- [Material for this exercise]
-*-*-

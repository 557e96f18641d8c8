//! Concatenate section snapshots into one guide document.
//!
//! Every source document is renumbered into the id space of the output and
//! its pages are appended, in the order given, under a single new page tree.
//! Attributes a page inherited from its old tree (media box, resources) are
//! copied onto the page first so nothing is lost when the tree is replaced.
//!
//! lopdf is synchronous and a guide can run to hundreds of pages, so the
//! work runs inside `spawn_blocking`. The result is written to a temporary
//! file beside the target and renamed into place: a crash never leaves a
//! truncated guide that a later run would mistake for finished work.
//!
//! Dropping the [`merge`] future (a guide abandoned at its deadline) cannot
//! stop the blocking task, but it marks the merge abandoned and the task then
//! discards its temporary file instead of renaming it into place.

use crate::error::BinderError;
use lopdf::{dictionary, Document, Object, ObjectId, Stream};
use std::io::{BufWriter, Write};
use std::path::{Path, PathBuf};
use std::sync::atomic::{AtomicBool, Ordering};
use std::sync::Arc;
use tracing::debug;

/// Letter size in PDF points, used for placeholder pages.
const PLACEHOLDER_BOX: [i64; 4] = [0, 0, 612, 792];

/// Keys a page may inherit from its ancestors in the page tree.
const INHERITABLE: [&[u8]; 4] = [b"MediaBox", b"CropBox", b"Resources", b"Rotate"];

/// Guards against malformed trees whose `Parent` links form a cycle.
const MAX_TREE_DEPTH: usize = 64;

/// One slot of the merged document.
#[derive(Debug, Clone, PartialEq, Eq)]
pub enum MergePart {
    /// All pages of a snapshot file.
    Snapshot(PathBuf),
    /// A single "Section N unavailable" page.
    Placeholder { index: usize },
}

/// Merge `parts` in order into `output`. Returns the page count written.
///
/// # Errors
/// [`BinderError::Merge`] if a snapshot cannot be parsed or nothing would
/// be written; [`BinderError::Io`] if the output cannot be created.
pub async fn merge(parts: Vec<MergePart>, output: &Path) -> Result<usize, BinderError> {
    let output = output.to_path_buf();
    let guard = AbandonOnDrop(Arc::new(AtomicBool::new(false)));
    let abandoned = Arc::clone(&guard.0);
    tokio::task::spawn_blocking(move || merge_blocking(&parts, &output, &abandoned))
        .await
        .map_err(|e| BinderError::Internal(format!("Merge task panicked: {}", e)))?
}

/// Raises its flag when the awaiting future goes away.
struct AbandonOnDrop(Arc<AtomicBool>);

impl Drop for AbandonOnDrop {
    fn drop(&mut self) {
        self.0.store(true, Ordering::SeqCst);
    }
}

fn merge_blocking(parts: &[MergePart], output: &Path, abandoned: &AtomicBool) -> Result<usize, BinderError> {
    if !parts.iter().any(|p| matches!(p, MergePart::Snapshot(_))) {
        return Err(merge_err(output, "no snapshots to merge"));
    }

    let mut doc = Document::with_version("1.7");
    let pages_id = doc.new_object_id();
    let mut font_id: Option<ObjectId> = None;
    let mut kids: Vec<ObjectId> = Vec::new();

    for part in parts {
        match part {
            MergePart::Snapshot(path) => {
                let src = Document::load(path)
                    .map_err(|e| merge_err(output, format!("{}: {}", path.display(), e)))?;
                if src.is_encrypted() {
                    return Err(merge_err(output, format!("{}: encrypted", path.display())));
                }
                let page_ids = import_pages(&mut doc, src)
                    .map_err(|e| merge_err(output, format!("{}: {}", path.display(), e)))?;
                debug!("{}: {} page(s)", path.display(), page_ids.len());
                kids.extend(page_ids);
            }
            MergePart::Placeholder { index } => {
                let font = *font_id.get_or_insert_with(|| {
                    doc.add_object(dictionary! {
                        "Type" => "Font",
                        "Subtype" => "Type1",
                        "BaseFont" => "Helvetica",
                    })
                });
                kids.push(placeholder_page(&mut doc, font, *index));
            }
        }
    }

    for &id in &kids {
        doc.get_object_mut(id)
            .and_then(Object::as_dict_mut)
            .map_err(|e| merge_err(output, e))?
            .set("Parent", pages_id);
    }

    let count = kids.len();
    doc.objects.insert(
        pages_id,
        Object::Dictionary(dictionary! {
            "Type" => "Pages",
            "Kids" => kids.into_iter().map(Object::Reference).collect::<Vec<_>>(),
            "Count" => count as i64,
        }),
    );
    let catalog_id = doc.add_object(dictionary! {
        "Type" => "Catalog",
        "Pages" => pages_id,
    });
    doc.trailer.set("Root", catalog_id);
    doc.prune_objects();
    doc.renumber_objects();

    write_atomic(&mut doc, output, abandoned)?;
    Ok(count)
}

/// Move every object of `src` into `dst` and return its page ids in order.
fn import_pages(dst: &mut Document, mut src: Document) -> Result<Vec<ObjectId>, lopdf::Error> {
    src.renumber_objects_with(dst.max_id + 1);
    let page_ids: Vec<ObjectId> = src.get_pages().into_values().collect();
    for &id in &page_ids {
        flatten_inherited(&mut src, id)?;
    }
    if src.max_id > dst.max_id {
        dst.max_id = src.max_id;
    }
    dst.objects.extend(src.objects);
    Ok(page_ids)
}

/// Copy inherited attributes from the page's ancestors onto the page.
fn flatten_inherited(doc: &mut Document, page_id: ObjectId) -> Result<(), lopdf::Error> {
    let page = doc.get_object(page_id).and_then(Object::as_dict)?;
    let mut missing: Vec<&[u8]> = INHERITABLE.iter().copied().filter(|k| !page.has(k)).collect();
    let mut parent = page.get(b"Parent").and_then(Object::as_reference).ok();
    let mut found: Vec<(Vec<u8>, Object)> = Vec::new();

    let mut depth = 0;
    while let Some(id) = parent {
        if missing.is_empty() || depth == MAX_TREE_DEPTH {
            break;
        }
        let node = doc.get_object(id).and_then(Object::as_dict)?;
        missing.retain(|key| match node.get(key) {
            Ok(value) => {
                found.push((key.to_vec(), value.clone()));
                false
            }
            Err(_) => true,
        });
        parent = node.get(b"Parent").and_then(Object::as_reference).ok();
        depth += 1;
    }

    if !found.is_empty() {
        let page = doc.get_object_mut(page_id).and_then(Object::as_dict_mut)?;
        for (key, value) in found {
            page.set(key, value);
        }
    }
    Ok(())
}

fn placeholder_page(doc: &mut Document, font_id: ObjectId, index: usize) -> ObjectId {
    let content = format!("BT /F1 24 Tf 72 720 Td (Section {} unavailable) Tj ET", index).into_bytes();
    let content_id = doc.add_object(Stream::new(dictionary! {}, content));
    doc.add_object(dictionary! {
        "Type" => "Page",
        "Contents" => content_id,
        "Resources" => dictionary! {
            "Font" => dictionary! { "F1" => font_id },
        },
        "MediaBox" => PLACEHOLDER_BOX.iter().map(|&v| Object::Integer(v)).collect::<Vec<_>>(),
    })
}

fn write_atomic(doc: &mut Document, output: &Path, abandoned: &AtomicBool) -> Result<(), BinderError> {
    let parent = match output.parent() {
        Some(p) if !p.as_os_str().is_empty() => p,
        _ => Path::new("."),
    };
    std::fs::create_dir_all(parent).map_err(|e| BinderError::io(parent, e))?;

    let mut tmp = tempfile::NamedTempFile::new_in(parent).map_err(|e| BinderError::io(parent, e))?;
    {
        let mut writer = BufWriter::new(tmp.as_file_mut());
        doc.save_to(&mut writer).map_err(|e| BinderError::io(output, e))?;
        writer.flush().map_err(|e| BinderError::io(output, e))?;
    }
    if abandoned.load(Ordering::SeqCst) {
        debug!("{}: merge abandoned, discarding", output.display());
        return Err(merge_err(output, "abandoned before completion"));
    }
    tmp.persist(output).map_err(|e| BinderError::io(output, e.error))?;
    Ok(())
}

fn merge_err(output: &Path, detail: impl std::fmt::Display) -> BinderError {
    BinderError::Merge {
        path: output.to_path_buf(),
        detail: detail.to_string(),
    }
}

-*-*-

- [What you have to do] From the first line of the entries above to the line with "for placeholder pages.", please return every line exactly, keeping both ends.

- [Expected output]
repository 557e96f18641d8c8
//! Concatenate section snapshots into one guide document.
//!
//! Every source document is renumbered into the id space of the output and
//! its pages are appended, in the order given, under a single new page tree.
//! Attributes a page inherited from its old tree (media box, resources) are
//! copied onto the page first so nothing is lost when the tree is replaced.
//!
//! lopdf is synchronous and a guide can run to hundreds of pages, so the
//! work runs inside `spawn_blocking`. The result is written to a temporary
//! file beside the target and renamed into place: a crash never leaves a
//! truncated guide that a later run would mistake for finished work.
//!
//! Dropping the [`merge`] future (a guide abandoned at its deadline) cannot
//! stop the blocking task, but it marks the merge abandoned and the task then
//! discards its temporary file instead of renaming it into place.

use crate::error::BinderError;
use lopdf::{dictionary, Document, Object, ObjectId, Stream};
use std::io::{BufWriter, Write};
use std::path::{Path, PathBuf};
use std::sync::atomic::{AtomicBool, Ordering};
use std::sync::Arc;
use tracing::debug;

/// Letter size in PDF points, used for placeholder pages.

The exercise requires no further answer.